Preferably, the electronic system has a printed circuit board to which at least one such electronic component is attached. Particularly preferred are embodiments in which at least one of the components is arranged on the side of the printed circuit board facing the base plate.

In addition to supporting the support columns and thus transferring the load to the underground and/or in the recess in the underground, the base plate is also used for temperature control, in particular cooling, of the floor assembly, especially the electronic system. The base plate is therefore also a cooling plate.

Preferably, the base plate is also designed to shield magnetic and/or electromagnetic radiation. For this purpose, the base plate is made of a metal or a metal alloy, for example.

For improved temperature control of the floor assembly, the base plate can have at least one channel through which a fluid can flow during operation and, in particular, absorb heat.

In advantageous embodiments, a thermal interface material, also known by the abbreviation “TIM”, is arranged between the electronic system and the base plate. This improves the heat transfer between the electronic system and the base plate and thus, in particular, the cooling of the electronic system.

It is preferable for the thermal interface material to be in direct contact with the electronic system and/or the base plate. This leads to a further increase in heat transfer between the electronic system and the base plate.

In preferred embodiments, the thermal interface material is pressed against the base plate by the pressure acting on the electronic system by means of the contour. This means that the electronic system exerts a mechanical pressure against the base plate by means of the contour and thus presses the thermal interface material against the base plate. This results in improved and/or more extensive thermal contact between the base plate and the thermal interface material as well as between the thermal interface material and the electronic system. As a result, the heat transfer between the electronic system and the base plate is improved.

Embodiments in which the thermal interface material is elastic in the spacing direction are preferred, wherein the impact compresses the thermal interface material in the spacing direction. The compression of the thermal interface material reduces the thermal transfer resistance between the electronic system and the base plate. As a result, the heat transfer between the electronic system and the base plate is further improved.
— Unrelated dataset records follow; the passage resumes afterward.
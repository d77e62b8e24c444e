//! Rendering surface capabilities.
//!
//! The engine never touches a concrete page. It sees a shoutbox as a
//! [`LineContainer`] (keyed lines plus a scroll position) and a room's tab as
//! a [`TabBadge`]. [`MemoryContainer`] and [`MemoryTab`] are plain in-memory
//! implementations used by tests and embedders; the CLI uses the terminal
//! implementations in [`crate::terminal`].

use std::collections::HashSet;

use crate::markup::escape_html;

// ---------------------------------------------------------------------------
// Rendered line
// ---------------------------------------------------------------------------

/// A display line for one message. Append-only; never updated in place.
#[derive(Debug, Clone, PartialEq, Eq)]
pub struct RenderedLine {
    /// `cm-{message id}`, unique per container.
    pub key: String,
    /// Local `HH:MM:SS` of the message's creation.
    pub time: String,
    pub user_id: String,
    pub user_name: String,
    pub user_group: String,
    /// Sanitized message body.
    pub body_html: String,
}

impl RenderedLine {
    /// Profile link for the author.
    pub fn user_href(&self) -> String {
        format!("/user/{}", self.user_id)
    }

    /// The `<li>` markup for this line.
    pub fn to_html(&self) -> String {
        format!(
            concat!(
                r#"<li id="{key}" class="shoutbox-line">"#,
                r#"<span class="shoutbox-date">[{time}]</span> "#,
                r#"<span class="shoutbox-user">&lt;<a class="user-group-{group}" href="{href}">{name}</a>&gt;</span> "#,
                r#"<span class="shoutbox-message">{body}</span>"#,
                "</li>"
            ),
            key = self.key,
            time = self.time,
            group = escape_html(&self.user_group),
            href = escape_html(&self.user_href()),
            name = escape_html(&self.user_name),
            body = self.body_html,
        )
    }
}

// ---------------------------------------------------------------------------
// Scroll state
// ---------------------------------------------------------------------------

/// Scroll geometry of a container, in whatever unit the surface uses.
#[derive(Debug, Clone, Copy, PartialEq)]
pub struct ScrollState {
    pub scroll_top: f64,
    pub client_height: f64,
    pub scroll_height: f64,
}

impl ScrollState {
    /// A surface that has no scrolling of its own (always follows new lines).
    pub const PINNED: ScrollState = ScrollState {
        scroll_top: 0.0,
        client_height: 0.0,
        scroll_height: 0.0,
    };

    /// `true` when the viewport shows the bottom of the content, give or take
    /// `slack`, or when the content does not overflow at all.
    pub fn is_at_bottom(&self, slack: f64) -> bool {
        if self.scroll_height <= self.client_height {
            return true;
        }
        self.scroll_top + self.client_height >= self.scroll_height - slack
    }
}

// ---------------------------------------------------------------------------
// Capabilities
// ---------------------------------------------------------------------------

/// A shoutbox line list.
pub trait LineContainer {
    /// Whether a line with `key` was ever appended.
    fn contains(&self, key: &str) -> bool;
    /// Append `line` as the last child.
    fn append(&mut self, line: RenderedLine);
    fn scroll_state(&self) -> ScrollState;
    fn scroll_to_bottom(&mut self);
}

/// The tab of a room, carrying its unread badge.
pub trait TabBadge {
    fn is_active(&self) -> bool;
    fn set_active(&mut self, active: bool);
    /// Text currently displayed in the badge (may be empty or garbage).
    fn badge_text(&self) -> String;
    fn set_badge_text(&mut self, text: &str);
    fn is_badge_visible(&self) -> bool;
    fn set_badge_visible(&mut self, visible: bool);
}

// ---------------------------------------------------------------------------
// In-memory container
// ---------------------------------------------------------------------------

/// Line list kept in memory with a simulated viewport.
///
/// Each line is `line_height` units tall; the viewport is `client_height`
/// units. `scroll_to` stands in for a user dragging the scrollbar.
#[derive(Debug, Clone)]
pub struct MemoryContainer {
    lines: Vec<RenderedLine>,
    keys: HashSet<String>,
    line_height: f64,
    client_height: f64,
    scroll_top: f64,
}

impl Default for MemoryContainer {
    fn default() -> Self {
        MemoryContainer::with_viewport(20.0, 200.0)
    }
}

impl MemoryContainer {
    pub fn new() -> Self {
        MemoryContainer::default()
    }

    pub fn with_viewport(line_height: f64, client_height: f64) -> Self {
        MemoryContainer {
            lines: Vec::new(),
            keys: HashSet::new(),
            line_height,
            client_height,
            scroll_top: 0.0,
        }
    }

    pub fn lines(&self) -> &[RenderedLine] {
        &self.lines
    }

    pub fn len(&self) -> usize {
        self.lines.len()
    }

    pub fn is_empty(&self) -> bool {
        self.lines.is_empty()
    }

    /// Move the viewport, clamped to the content.
    pub fn scroll_to(&mut self, top: f64) {
        let max = (self.scroll_height() - self.client_height).max(0.0);
        self.scroll_top = top.clamp(0.0, max);
    }

    fn scroll_height(&self) -> f64 {
        self.lines.len() as f64 * self.line_height
    }
}

impl LineContainer for MemoryContainer {
    fn contains(&self, key: &str) -> bool {
        self.keys.contains(key)
    }

    fn append(&mut self, line: RenderedLine) {
        self.keys.insert(line.key.clone());
        self.lines.push(line);
    }

    fn scroll_state(&self) -> ScrollState {
        ScrollState {
            scroll_top: self.scroll_top,
            client_height: self.client_height,
            scroll_height: self.scroll_height(),
        }
    }

    fn scroll_to_bottom(&mut self) {
        self.scroll_top = (self.scroll_height() - self.client_height).max(0.0);
    }
}

// ---------------------------------------------------------------------------
// In-memory tab
// ---------------------------------------------------------------------------

#[derive(Debug, Clone, Default, PartialEq, Eq)]
pub struct MemoryTab {
    active: bool,
    badge_text: String,
    badge_visible: bool,
}

impl MemoryTab {
    /// An inactive tab with a hidden, empty badge.
    pub fn new() -> Self {
        MemoryTab::default()
    }

    pub fn active() -> Self {
        MemoryTab {
            active: true,
            ..MemoryTab::default()
        }
    }
}

impl TabBadge for MemoryTab {
    fn is_active(&self) -> bool {
        self.active
    }

    fn set_active(&mut self, active: bool) {
        self.active = active;
    }

    fn badge_text(&self) -> String {
        self.badge_text.clone()
    }

    fn set_badge_text(&mut self, text: &str) {
        self.badge_text = text.to_string();
    }

    fn is_badge_visible(&self) -> bool {
        self.badge_visible
    }

    fn set_badge_visible(&mut self, visible: bool) {
        self.badge_visible = visible;
    }
}

// ---------------------------------------------------------------------------
// Tests
// ---------------------------------------------------------------------------

#[cfg(test)]
mod tests {
    use super::*;

    fn line(key: &str) -> RenderedLine {
        RenderedLine {
            key: key.to_string(),
            time: "12:00:00".to_string(),
            user_id: "u1".to_string(),
            user_name: "alice".to_string(),
            user_group: "g1".to_string(),
            body_html: "<em>hi</em>".to_string(),
        }
    }

    #[test]
    fn to_html_builds_full_line() {
        let html = line("cm-1").to_html();
        assert_eq!(
            html,
            concat!(
                r#"<li id="cm-1" class="shoutbox-line">"#,
                r#"<span class="shoutbox-date">[12:00:00]</span> "#,
                r#"<span class="shoutbox-user">&lt;<a class="user-group-g1" href="/user/u1">alice</a>&gt;</span> "#,
                r#"<span class="shoutbox-message"><em>hi</em></span></li>"#
            )
        );
    }

    #[test]
    fn to_html_escapes_user_name() {
        let mut l = line("cm-2");
        l.user_name = "<img src=x>".to_string();
        let html = l.to_html();
        assert!(html.contains("&lt;img src=x&gt;</a>"), "{html}");
        assert!(!html.contains("<img"), "{html}");
    }

    #[test]
    fn scroll_state_short_content_counts_as_bottom() {
        let s = ScrollState { scroll_top: 0.0, client_height: 100.0, scroll_height: 40.0 };
        assert!(s.is_at_bottom(0.0));
    }

    #[test]
    fn scroll_state_scrolled_up_is_not_bottom() {
        let s = ScrollState { scroll_top: 0.0, client_height: 100.0, scroll_height: 400.0 };
        assert!(!s.is_at_bottom(10.0));
    }

    #[test]
    fn scroll_state_within_slack_is_bottom() {
        let s = ScrollState { scroll_top: 295.0, client_height: 100.0, scroll_height: 400.0 };
        assert!(s.is_at_bottom(10.0));
        assert!(!s.is_at_bottom(0.0));
    }

    #[test]
    fn pinned_constant_is_bottom() {
        assert!(ScrollState::PINNED.is_at_bottom(0.0));
    }

    #[test]
    fn memory_container_tracks_keys_and_order() {
        let mut c = MemoryContainer::new();
        c.append(line("cm-a"));
        c.append(line("cm-b"));
        assert!(c.contains("cm-a"));
        assert!(!c.contains("cm-c"));
        let keys: Vec<&str> = c.lines().iter().map(|l| l.key.as_str()).collect();
        assert_eq!(keys, vec!["cm-a", "cm-b"]);
    }

    #[test]
    fn memory_container_scroll_geometry() {
        let mut c = MemoryContainer::with_viewport(10.0, 30.0);
        for i in 0..5 {
            c.append(line(&format!("cm-{i}")));
        }
        assert_eq!(c.scroll_state().scroll_height, 50.0);
        c.scroll_to_bottom();
        assert_eq!(c.scroll_state().scroll_top, 20.0);
        c.scroll_to(-5.0);
        assert_eq!(c.scroll_state().scroll_top, 0.0);
        c.scroll_to(999.0);
        assert_eq!(c.scroll_state().scroll_top, 20.0);
    }

    #[test]
    fn memory_tab_defaults() {
        let tab = MemoryTab::new();
        assert!(!tab.is_active());
        assert!(!tab.is_badge_visible());
        assert_eq!(tab.badge_text(), "");
        assert!(MemoryTab::active().is_active());
    }
}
In addition, the elastic properties of the thermal interface material compensate for any changes in the spacing direction that may occur during operation and/or during the service life of the assembly. In other words, the elastic property of the thermal interface material and the application of the thermal interface material by means of the at least one contour against the base plate also ensure that these changes are compensated for even if changes in distance occur, which may be due to thermal and/or wear, and at the same time the thermal connection between the base plate and the electronic system is maintained. This increases and stabilizes the heat transfer over the service life and/or during operation of the floor assembly.
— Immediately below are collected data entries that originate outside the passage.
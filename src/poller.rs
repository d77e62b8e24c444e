//! Per-room incremental polling.
//!
//! Each tick, every room is fetched with its watermark as `since=`. A
//! successful answer advances the watermark to the *local* wall clock (never
//! a message timestamp), appends the new lines oldest first and counts the
//! ones actually added on the unread badge of inactive tabs. Any failure leaves the room untouched so the
//! next tick retries the same window; the appender's id dedup absorbs any
//! message delivered twice.
//!
//! ## Usage
//!
//! ```rust,ignore
//! let mut poller = RoomPollerBuilder::new(ApiClient::new(&config)?)
//!     .poll_interval(Duration::from_secs(5))
//!     .build();
//! poller.add_room(Room::new("public", 1), container, tab);
//! poller.run(focus_rx).await;
//! ```

use std::collections::HashMap;
use std::sync::atomic::{AtomicI64, Ordering};
use std::sync::Arc;
use std::time::Duration;

use futures_util::future::join_all;
use tokio::sync::mpsc;
use tracing::{debug, error, info, warn};
use url::Url;

use crate::appender::LineAppender;
use crate::badge;
use crate::error::ShoutboxError;
use crate::markup::MarkupRenderer;
use crate::model::{Message, Room, RoomRegistry};
use crate::surface::{LineContainer, TabBadge};
use crate::transport::{ChatTransport, MessageQuery};

/// Consecutive failures of one room after which logging escalates to `error`.
const FAILURE_ESCALATION: u32 = 5;

// ---------------------------------------------------------------------------
// Clock
// ---------------------------------------------------------------------------

/// Source of wall-clock epoch seconds for watermarks.
pub trait Clock: Send + Sync {
    fn now_secs(&self) -> i64;
}

#[derive(Debug, Clone, Copy, Default)]
pub struct SystemClock;

impl Clock for SystemClock {
    fn now_secs(&self) -> i64 {
        chrono::Utc::now().timestamp()
    }
}

/// A clock that only moves when told to. Clones share the same time.
#[derive(Debug, Clone, Default)]
pub struct ManualClock {
    now: Arc<AtomicI64>,
}

impl ManualClock {
    pub fn new(now: i64) -> Self {
        ManualClock {
            now: Arc::new(AtomicI64::new(now)),
        }
    }

    pub fn set(&self, now: i64) {
        self.now.store(now, Ordering::SeqCst);
    }

    pub fn advance(&self, secs: i64) {
        self.now.fetch_add(secs, Ordering::SeqCst);
    }
}

impl Clock for ManualClock {
    fn now_secs(&self) -> i64 {
        self.now.load(Ordering::SeqCst)
    }
}

// ---------------------------------------------------------------------------
// Configuration
// ---------------------------------------------------------------------------

#[derive(Debug, Clone)]
pub struct PollerConfig {
    pub poll_interval: Duration,
    /// `limit=` sent with every fetch.
    pub limit: Option<u32>,
    /// Seconds subtracted from the watermark when building `since=`.
    pub since_overlap: i64,
}

impl Default for PollerConfig {
    /// - poll_interval: 5 s
    /// - limit: server default
    /// - since_overlap: 0 s
    fn default() -> Self {
        PollerConfig {
            poll_interval: Duration::from_secs(5),
            limit: None,
            since_overlap: 0,
        }
    }
}

// ---------------------------------------------------------------------------
// Poll bookkeeping
// ---------------------------------------------------------------------------

/// What a single poll did to its room.
#[derive(Debug, Clone, PartialEq, Eq)]
pub enum PollOutcome {
    /// Unknown room, or a poll for it was already in flight.
    Skipped,
    /// Transport, HTTP or JSON failure; nothing changed.
    Failed,
    /// Success without a payload; nothing changed.
    Empty,
    Applied {
        fetched: usize,
        appended: usize,
        first_run: bool,
    },
}

/// A started poll. Obtained from [`RoomPoller::begin_poll`] and handed back
/// to [`RoomPoller::complete_poll`] with the fetch result.
#[derive(Debug, Clone, PartialEq, Eq)]
pub struct PollTicket {
    room_id: String,
    query: MessageQuery,
    first_run: bool,
}

impl PollTicket {
    pub fn room_id(&self) -> &str {
        &self.room_id
    }

    pub fn query(&self) -> &MessageQuery {
        &self.query
    }

    pub fn is_first_run(&self) -> bool {
        self.first_run
    }
}

/// Clears the in-flight flag of `rooms` when dropped, including when the
/// fetch future it lives in is cancelled.
struct InFlightRelease<'a> {
    registry: &'a mut RoomRegistry,
    rooms: Vec<String>,
}

impl<'a> InFlightRelease<'a> {
    fn new(registry: &'a mut RoomRegistry, rooms: Vec<String>) -> Self {
        InFlightRelease { registry, rooms }
    }
}

impl Drop for InFlightRelease<'_> {
    fn drop(&mut self) {
        for id in &self.rooms {
            if let Some(room) = self.registry.get_mut(id) {
                room.finish_poll();
            }
        }
    }
}

/// The rendering surfaces of one room.
#[derive(Debug, Clone)]
pub struct RoomView<C, B> {
    pub container: C,
    pub tab: B,
}

// ---------------------------------------------------------------------------
// RoomPoller
// ---------------------------------------------------------------------------

/// Owns the room registry and keeps every room's surfaces in sync with the
/// server. All state changes happen synchronously between awaits, so the
/// poller needs no locking.
pub struct RoomPoller<T, C, B> {
    config: PollerConfig,
    transport: T,
    registry: RoomRegistry,
    views: HashMap<String, RoomView<C, B>>,
    appender: LineAppender,
    clock: Box<dyn Clock>,
    failures: HashMap<String, u32>,
}

impl<T, C, B> RoomPoller<T, C, B>
where
    T: ChatTransport,
    C: LineContainer,
    B: TabBadge,
{
    /// Register a room with its surfaces. Returns `false` if the id is taken.
    pub fn add_room(&mut self, room: Room, container: C, tab: B) -> bool {
        let id = room.id().to_string();
        if !self.registry.register(room) {
            return false;
        }
        self.views.insert(id, RoomView { container, tab });
        true
    }

    pub fn registry(&self) -> &RoomRegistry {
        &self.registry
    }

    pub fn room(&self, id: &str) -> Option<&Room> {
        self.registry.get(id)
    }

    pub fn view(&self, id: &str) -> Option<&RoomView<C, B>> {
        self.views.get(id)
    }

    pub fn view_mut(&mut self, id: &str) -> Option<&mut RoomView<C, B>> {
        self.views.get_mut(id)
    }

    pub fn transport(&self) -> &T {
        &self.transport
    }

    pub fn config(&self) -> &PollerConfig {
        &self.config
    }

    /// Start a poll for `room_id`: marks the room in flight and captures the
    /// query. `None` for an unknown room or one whose poll has not completed.
    pub fn begin_poll(&mut self, room_id: &str) -> Option<PollTicket> {
        let room = self.registry.get_mut(room_id)?;
        if !room.try_begin_poll() {
            debug!(room = room_id, "poll already in flight, skipping tick");
            return None;
        }
        let since = room
            .last_update()
            .map(|ts| ts.saturating_sub(self.config.since_overlap));
        Some(PollTicket {
            room_id: room_id.to_string(),
            query: MessageQuery {
                network_id: room.network_id(),
                since,
                limit: self.config.limit,
            },
            first_run: room.is_first_run(),
        })
    }

    /// Apply the result of a fetch started with [`begin_poll`](Self::begin_poll).
    ///
    /// Errors are logged and swallowed; they never reach the caller.
    pub fn complete_poll(
        &mut self,
        ticket: PollTicket,
        result: Result<Option<Vec<Message>>, ShoutboxError>,
    ) -> PollOutcome {
        let Some(room) = self.registry.get_mut(&ticket.room_id) else {
            return PollOutcome::Skipped;
        };
        room.finish_poll();

        let mut messages = match result {
            Err(e) => {
                let failures = self.failures.entry(ticket.room_id.clone()).or_insert(0);
                *failures = failures.saturating_add(1);
                if *failures >= FAILURE_ESCALATION {
                    error!(
                        room = %ticket.room_id,
                        error = %e,
                        consecutive_failures = *failures,
                        "chat poll failed repeatedly, will retry next tick"
                    );
                } else {
                    warn!(room = %ticket.room_id, error = %e, "chat poll failed, will retry next tick");
                }
                return PollOutcome::Failed;
            }
            Ok(None) => {
                self.failures.remove(&ticket.room_id);
                debug!(room = %ticket.room_id, "chat poll returned no payload");
                return PollOutcome::Empty;
            }
            Ok(Some(messages)) => messages,
        };
        self.failures.remove(&ticket.room_id);

        room.advance_watermark(self.clock.now_secs());

        let fetched = messages.len();
        let Some(view) = self.views.get_mut(&ticket.room_id) else {
            return PollOutcome::Applied {
                fetched,
                appended: 0,
                first_run: ticket.first_run,
            };
        };

        // Transport order is newest first; render oldest first. The stable
        // sort keeps server order for equal timestamps.
        messages.reverse();
        messages.sort_by_key(|m| m.created_at);

        let appended = messages
            .iter()
            .filter(|m| self.appender.append_line(&mut view.container, m))
            .count();

        // Only lines that were actually new count as unread.
        if !ticket.first_run && appended > 0 {
            let delta = u32::try_from(appended).unwrap_or(u32::MAX);
            badge::increment(room, &mut view.tab, delta);
        }

        if appended > 0 {
            debug!(room = %ticket.room_id, fetched, appended, "shoutbox updated");
        }

        PollOutcome::Applied {
            fetched,
            appended,
            first_run: ticket.first_run,
        }
    }

    /// Poll a single room.
    ///
    /// Dropping the returned future mid-fetch releases the room, so the next
    /// poll goes ahead with the unchanged watermark.
    pub async fn poll_room(&mut self, room_id: &str) -> PollOutcome {
        let Some(ticket) = self.begin_poll(room_id) else {
            return PollOutcome::Skipped;
        };
        let result = {
            let _release = InFlightRelease::new(&mut self.registry, vec![ticket.room_id.clone()]);
            self.transport.fetch_messages(&ticket.query).await
        };
        self.complete_poll(ticket, result)
    }

    /// Poll every room. Fetches run concurrently; results are applied one
    /// room at a time in registry order.
    pub async fn poll_all(&mut self) -> Vec<(String, PollOutcome)> {
        let mut outcomes = Vec::with_capacity(self.registry.len());
        let mut tickets = Vec::with_capacity(self.registry.len());
        for id in self.registry.ids() {
            match self.begin_poll(&id) {
                Some(ticket) => tickets.push(ticket),
                None => outcomes.push((id, PollOutcome::Skipped)),
            }
        }

        let results = {
            let rooms = tickets.iter().map(|t| t.room_id.clone()).collect();
            let _release = InFlightRelease::new(&mut self.registry, rooms);
            let transport = &self.transport;
            join_all(tickets.iter().map(|t| transport.fetch_messages(&t.query))).await
        };

        for (ticket, result) in tickets.into_iter().zip(results) {
            let id = ticket.room_id.clone();
            let outcome = self.complete_poll(ticket, result);
            outcomes.push((id, outcome));
        }
        outcomes
    }

    /// Make `room_id`'s tab the active one and deactivate the others. The
    /// interaction fires the room's armed badge clear. No request is made.
    pub fn activate_tab(&mut self, room_id: &str) -> bool {
        if !self.views.contains_key(room_id) {
            return false;
        }
        for (id, view) in self.views.iter_mut() {
            view.tab.set_active(id == room_id);
        }
        if let (Some(room), Some(view)) = (self.registry.get_mut(room_id), self.views.get_mut(room_id)) {
            badge::on_interaction(room, &mut view.tab);
        }
        true
    }

    /// Run the polling loop indefinitely.
    ///
    /// Each tick polls every room. Room ids received on `focus` switch the
    /// active tab between ticks. Failures are soft: the room keeps its
    /// watermark and is retried on the next tick.
    ///
    /// Drop the future to stop; an in-flight fetch is abandoned.
    pub async fn run(mut self, mut focus: mpsc::Receiver<String>) {
        let mut ticker = tokio::time::interval(self.config.poll_interval);
        ticker.set_missed_tick_behavior(tokio::time::MissedTickBehavior::Skip);
        let mut focus_open = true;

        info!(
            rooms = self.registry.len(),
            interval = ?self.config.poll_interval,
            "shoutbox polling started"
        );

        loop {
            tokio::select! {
                _ = ticker.tick() => {
                    self.poll_all().await;
                }
                id = focus.recv(), if focus_open => match id {
                    Some(id) => {
                        if !self.activate_tab(&id) {
                            warn!(room = %id, "cannot focus unknown room");
                        }
                    }
                    None => focus_open = false,
                },
            }
        }
    }
}

// ---------------------------------------------------------------------------
// Builder
// ---------------------------------------------------------------------------

/// Builder for [`RoomPoller`].
///
/// # Example
/// ```rust,ignore
/// let poller = RoomPollerBuilder::new(transport)
///     .poll_interval(Duration::from_secs(10))
///     .page_location(Url::parse("https://tracker.example/")?)
///     .build();
/// ```
pub struct RoomPollerBuilder<T> {
    transport: T,
    config: PollerConfig,
    page_location: Option<Url>,
    clock: Box<dyn Clock>,
}

impl<T: ChatTransport> RoomPollerBuilder<T> {
    pub fn new(transport: T) -> Self {
        RoomPollerBuilder {
            transport,
            config: PollerConfig::default(),
            page_location: None,
            clock: Box::new(SystemClock),
        }
    }

    /// Override the polling interval (default 5 s).
    pub fn poll_interval(mut self, interval: Duration) -> Self {
        self.config.poll_interval = interval;
        self
    }

    pub fn limit(mut self, limit: Option<u32>) -> Self {
        self.config.limit = limit;
        self
    }

    /// Re-request this many seconds before the watermark (default 0).
    pub fn since_overlap(mut self, secs: i64) -> Self {
        self.config.since_overlap = secs.max(0);
        self
    }

    /// Location relative links in messages are resolved against.
    pub fn page_location(mut self, url: Url) -> Self {
        self.page_location = Some(url);
        self
    }

    pub fn clock(mut self, clock: impl Clock + 'static) -> Self {
        self.clock = Box::new(clock);
        self
    }

    pub fn build<C, B>(self) -> RoomPoller<T, C, B>
    where
        C: LineContainer,
        B: TabBadge,
    {
        RoomPoller {
            config: self.config,
            transport: self.transport,
            registry: RoomRegistry::new(),
            views: HashMap::new(),
            appender: LineAppender::new(MarkupRenderer::new(self.page_location)),
            clock: self.clock,
            failures: HashMap::new(),
        }
    }
}

// ---------------------------------------------------------------------------
// Tests
// ---------------------------------------------------------------------------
In principle, it is possible to arrange the thermal interface material completely and over the entire surface between the electronic system and the base plate. This means that the interface material is arranged entirely between the electronic system and the base plate.

It is also conceivable to arrange the thermal interface material only in areas with increased heat generation. These areas include, in particular, the electronic components of the electronic system. Accordingly, the thermal interface material can only be arranged locally between at least one electronic component and the base plate.

In principle, the thermal interface material can be any material.

In particular, the thermal interface material can be made from at least one polymer filled with thermally conductive particles. This filled polymer can be applied as a curable paste, for example by screen printing, dispensing and the like. The curing can take place either in the complete assembly, i.e., in a sandwich construct between the base plate and the electronic system. Likewise, the curing can be carried out only on one side, i.e., applied either to the base plate or to the electronic system.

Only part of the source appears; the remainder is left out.